§ **STORED DATA**
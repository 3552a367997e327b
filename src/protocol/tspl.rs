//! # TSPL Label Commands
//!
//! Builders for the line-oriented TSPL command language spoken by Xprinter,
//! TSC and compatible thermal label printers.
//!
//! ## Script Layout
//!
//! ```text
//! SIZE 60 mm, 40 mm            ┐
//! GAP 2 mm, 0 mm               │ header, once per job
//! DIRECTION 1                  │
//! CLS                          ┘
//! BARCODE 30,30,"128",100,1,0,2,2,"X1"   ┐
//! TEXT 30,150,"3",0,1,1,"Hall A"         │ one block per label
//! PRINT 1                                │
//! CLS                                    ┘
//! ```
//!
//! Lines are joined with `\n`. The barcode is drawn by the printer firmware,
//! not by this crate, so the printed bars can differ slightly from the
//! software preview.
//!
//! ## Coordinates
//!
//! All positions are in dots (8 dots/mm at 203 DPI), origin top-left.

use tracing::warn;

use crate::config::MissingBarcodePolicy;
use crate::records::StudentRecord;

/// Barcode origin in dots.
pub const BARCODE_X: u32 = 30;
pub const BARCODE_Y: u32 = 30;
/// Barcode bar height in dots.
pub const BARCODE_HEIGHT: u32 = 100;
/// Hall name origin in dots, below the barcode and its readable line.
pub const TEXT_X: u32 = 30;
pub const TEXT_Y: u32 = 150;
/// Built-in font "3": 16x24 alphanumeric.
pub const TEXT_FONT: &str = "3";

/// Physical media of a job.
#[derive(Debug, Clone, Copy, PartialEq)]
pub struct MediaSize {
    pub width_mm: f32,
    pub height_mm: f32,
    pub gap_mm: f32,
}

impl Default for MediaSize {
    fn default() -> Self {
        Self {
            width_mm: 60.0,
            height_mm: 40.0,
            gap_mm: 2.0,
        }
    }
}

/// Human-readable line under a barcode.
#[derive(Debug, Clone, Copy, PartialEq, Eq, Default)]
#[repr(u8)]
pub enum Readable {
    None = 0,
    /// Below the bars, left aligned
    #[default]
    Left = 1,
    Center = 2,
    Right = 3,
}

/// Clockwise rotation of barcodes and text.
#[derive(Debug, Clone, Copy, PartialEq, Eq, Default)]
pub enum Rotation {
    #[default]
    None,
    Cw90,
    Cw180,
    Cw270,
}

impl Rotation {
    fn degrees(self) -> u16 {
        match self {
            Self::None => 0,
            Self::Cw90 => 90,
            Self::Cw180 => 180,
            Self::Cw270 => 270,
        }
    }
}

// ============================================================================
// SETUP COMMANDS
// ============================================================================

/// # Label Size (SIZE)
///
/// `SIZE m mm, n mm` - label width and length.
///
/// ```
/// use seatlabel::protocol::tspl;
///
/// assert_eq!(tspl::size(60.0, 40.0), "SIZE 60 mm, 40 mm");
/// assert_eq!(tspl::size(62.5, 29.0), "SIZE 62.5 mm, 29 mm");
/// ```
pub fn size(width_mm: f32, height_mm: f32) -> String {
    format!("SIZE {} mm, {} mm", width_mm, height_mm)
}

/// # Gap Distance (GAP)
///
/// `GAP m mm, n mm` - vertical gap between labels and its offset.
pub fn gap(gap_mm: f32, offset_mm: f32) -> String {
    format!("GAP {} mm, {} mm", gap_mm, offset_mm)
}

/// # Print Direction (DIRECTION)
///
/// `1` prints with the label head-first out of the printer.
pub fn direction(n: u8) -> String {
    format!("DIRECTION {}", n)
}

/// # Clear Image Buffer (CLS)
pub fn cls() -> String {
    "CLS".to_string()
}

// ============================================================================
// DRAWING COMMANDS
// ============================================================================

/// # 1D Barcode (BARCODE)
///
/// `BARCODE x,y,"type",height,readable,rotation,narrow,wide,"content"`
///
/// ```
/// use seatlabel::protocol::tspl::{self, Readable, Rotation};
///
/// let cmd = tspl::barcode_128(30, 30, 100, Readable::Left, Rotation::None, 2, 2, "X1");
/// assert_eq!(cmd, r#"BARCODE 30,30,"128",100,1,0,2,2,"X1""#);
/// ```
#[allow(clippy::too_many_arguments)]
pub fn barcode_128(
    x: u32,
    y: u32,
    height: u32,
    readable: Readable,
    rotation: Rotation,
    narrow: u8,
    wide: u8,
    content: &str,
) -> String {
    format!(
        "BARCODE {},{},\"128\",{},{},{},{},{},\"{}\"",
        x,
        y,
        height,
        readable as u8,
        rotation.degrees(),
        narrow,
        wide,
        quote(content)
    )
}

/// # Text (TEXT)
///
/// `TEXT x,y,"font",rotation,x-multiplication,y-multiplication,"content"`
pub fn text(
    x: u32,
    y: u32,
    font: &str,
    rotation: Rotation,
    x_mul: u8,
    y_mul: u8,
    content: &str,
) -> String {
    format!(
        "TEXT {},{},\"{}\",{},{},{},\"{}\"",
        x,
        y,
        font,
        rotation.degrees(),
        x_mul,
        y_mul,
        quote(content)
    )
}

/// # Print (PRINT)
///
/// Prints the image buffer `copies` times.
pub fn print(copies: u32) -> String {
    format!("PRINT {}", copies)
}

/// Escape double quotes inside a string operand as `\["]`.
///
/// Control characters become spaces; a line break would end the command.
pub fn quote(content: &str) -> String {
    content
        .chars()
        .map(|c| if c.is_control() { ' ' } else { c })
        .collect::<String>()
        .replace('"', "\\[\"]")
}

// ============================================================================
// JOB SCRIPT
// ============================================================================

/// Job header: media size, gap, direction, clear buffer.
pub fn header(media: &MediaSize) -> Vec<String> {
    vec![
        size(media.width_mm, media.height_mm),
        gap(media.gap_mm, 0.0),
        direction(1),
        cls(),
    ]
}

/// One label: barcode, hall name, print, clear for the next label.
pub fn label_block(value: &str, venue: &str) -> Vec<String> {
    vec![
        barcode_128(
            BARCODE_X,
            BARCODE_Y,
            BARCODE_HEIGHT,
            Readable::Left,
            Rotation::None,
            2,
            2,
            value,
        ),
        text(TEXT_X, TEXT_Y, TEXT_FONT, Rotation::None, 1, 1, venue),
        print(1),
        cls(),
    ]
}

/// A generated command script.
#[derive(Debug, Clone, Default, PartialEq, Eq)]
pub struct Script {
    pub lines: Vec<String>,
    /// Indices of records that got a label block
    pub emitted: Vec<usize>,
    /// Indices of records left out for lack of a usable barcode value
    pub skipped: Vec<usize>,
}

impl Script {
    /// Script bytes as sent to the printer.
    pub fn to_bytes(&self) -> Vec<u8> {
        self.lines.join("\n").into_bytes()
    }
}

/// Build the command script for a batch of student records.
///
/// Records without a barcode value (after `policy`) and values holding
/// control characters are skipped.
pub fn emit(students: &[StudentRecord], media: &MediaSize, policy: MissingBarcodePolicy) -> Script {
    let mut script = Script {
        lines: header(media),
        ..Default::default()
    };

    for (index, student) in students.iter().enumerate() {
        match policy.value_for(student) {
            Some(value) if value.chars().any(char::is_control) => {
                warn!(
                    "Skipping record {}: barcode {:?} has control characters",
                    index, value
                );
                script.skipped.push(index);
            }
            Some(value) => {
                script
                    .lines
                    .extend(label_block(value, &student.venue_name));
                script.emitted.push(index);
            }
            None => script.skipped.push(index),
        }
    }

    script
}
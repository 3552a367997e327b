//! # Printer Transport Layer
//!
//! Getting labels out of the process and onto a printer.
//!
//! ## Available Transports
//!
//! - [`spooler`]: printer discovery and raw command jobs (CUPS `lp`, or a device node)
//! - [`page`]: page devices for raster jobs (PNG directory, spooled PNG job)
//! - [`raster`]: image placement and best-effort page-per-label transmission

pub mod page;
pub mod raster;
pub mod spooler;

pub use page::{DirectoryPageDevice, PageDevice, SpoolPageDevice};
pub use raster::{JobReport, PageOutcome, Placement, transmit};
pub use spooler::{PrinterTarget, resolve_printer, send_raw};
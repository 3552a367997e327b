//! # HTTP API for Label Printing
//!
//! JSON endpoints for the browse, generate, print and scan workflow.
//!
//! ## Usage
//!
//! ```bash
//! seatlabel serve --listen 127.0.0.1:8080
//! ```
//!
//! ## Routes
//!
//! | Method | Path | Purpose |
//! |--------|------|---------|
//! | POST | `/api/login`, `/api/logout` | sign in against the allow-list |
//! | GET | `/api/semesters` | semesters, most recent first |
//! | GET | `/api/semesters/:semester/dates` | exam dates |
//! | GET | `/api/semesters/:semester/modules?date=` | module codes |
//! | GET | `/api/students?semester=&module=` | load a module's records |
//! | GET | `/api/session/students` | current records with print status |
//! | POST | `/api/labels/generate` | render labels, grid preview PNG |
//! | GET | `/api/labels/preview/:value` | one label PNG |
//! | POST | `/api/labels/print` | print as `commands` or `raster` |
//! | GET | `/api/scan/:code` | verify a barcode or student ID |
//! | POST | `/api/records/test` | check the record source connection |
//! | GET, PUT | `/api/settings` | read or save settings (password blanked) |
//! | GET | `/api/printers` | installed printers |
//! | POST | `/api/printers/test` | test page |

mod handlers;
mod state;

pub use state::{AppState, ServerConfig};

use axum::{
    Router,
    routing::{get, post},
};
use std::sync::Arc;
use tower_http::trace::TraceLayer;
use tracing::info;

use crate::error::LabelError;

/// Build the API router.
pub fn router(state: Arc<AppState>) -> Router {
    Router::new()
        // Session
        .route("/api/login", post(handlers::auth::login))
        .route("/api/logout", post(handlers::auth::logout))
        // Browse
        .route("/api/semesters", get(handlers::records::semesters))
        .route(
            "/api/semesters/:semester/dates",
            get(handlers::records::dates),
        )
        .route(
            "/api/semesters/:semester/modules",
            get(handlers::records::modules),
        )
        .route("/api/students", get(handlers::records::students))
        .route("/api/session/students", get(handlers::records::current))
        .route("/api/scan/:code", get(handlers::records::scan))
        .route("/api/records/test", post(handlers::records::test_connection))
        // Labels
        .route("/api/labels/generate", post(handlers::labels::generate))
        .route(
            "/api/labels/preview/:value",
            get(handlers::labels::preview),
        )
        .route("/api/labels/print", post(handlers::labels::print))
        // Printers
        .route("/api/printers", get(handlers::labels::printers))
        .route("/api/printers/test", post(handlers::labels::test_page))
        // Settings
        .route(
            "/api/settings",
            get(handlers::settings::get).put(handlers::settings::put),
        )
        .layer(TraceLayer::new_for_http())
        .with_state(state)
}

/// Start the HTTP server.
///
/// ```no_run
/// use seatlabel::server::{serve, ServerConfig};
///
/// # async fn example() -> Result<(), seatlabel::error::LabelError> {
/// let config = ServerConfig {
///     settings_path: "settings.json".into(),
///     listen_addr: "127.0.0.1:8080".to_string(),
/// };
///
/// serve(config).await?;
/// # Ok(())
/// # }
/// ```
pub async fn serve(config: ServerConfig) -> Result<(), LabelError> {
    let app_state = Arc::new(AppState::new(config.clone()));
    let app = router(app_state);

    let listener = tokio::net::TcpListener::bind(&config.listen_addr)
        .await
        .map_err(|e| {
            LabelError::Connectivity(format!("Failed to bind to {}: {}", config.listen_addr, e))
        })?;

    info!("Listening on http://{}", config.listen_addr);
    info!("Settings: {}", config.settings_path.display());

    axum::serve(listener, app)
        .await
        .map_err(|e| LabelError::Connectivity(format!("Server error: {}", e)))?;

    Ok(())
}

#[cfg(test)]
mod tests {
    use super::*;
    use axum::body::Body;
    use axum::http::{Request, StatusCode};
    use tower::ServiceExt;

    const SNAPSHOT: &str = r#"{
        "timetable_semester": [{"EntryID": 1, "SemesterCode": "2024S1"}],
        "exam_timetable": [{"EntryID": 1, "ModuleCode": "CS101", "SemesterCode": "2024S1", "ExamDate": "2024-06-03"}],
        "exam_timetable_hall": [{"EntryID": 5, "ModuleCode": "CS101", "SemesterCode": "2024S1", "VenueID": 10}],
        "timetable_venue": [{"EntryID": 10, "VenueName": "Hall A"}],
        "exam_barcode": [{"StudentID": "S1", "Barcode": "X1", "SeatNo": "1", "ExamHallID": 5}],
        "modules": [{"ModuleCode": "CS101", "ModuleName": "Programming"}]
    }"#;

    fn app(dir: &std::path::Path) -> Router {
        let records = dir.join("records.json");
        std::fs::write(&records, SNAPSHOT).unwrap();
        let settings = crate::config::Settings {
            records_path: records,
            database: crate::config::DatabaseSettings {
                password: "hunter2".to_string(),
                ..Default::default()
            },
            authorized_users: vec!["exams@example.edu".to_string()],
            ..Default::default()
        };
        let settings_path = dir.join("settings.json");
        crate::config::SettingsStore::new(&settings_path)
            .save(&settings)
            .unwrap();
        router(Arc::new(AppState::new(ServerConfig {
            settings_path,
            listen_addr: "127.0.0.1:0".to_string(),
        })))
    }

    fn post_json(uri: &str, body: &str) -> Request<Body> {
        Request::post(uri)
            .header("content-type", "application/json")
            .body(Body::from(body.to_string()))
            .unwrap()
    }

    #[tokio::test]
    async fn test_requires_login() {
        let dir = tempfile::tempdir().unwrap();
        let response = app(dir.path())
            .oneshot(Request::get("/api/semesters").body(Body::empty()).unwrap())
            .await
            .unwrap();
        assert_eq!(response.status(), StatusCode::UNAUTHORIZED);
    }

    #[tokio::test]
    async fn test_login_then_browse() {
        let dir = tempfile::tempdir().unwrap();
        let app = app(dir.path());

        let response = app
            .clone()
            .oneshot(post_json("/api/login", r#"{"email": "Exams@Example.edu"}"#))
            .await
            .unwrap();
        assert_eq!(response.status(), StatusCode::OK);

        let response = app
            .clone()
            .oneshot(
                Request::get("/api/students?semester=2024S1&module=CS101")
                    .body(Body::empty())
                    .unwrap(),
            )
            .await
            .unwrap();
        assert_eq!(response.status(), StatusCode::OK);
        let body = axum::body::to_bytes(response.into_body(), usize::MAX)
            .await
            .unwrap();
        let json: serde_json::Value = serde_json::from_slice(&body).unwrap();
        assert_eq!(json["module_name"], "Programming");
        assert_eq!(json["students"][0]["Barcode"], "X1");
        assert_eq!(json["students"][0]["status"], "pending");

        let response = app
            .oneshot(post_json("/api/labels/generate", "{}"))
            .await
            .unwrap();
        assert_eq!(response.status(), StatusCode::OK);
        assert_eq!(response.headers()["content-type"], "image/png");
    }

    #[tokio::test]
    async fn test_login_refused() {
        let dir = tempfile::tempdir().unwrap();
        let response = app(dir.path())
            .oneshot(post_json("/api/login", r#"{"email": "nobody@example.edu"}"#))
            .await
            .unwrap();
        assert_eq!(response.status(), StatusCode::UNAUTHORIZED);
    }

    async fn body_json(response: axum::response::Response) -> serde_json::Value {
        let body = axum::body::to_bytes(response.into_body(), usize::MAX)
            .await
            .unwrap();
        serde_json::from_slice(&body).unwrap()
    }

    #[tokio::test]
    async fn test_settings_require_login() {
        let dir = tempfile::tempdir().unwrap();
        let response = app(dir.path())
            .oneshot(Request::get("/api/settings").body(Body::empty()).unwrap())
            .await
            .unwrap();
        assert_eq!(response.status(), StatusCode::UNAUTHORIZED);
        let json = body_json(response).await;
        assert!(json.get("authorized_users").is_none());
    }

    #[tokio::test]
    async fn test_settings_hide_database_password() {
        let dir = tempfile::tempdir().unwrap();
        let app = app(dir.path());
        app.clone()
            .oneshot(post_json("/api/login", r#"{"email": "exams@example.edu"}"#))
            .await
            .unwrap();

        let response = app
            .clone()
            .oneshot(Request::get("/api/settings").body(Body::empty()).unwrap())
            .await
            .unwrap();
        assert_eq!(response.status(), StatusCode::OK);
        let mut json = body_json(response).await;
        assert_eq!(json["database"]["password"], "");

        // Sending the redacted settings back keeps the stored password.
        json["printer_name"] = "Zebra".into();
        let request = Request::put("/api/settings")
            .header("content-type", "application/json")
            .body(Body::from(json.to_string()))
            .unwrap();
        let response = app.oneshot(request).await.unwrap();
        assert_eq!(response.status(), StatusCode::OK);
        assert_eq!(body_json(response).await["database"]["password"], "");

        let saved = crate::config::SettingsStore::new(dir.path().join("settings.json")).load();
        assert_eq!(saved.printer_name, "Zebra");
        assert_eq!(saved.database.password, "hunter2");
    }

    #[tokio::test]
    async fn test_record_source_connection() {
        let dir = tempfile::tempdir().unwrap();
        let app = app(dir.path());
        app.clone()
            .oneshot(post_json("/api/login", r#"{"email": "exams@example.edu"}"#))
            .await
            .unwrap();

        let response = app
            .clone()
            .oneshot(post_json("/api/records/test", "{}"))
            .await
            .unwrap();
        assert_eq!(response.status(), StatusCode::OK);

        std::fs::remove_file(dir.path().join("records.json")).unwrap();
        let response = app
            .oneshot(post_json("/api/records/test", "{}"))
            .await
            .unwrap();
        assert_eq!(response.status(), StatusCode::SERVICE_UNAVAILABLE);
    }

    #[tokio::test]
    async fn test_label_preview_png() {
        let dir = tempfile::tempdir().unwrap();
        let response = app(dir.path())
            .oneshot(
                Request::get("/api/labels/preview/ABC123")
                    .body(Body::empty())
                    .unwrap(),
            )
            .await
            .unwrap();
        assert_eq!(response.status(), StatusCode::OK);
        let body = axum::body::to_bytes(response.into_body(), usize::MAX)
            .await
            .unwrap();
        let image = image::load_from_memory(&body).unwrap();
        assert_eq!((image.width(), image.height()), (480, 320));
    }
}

§ **REQUIRED ACTION**
Search the data for the string "TraceLayer" and copy out every line where it is found.

§ **ANSWER AREA**
use tower_http::trace::TraceLayer;
        .layer(TraceLayer::new_for_http())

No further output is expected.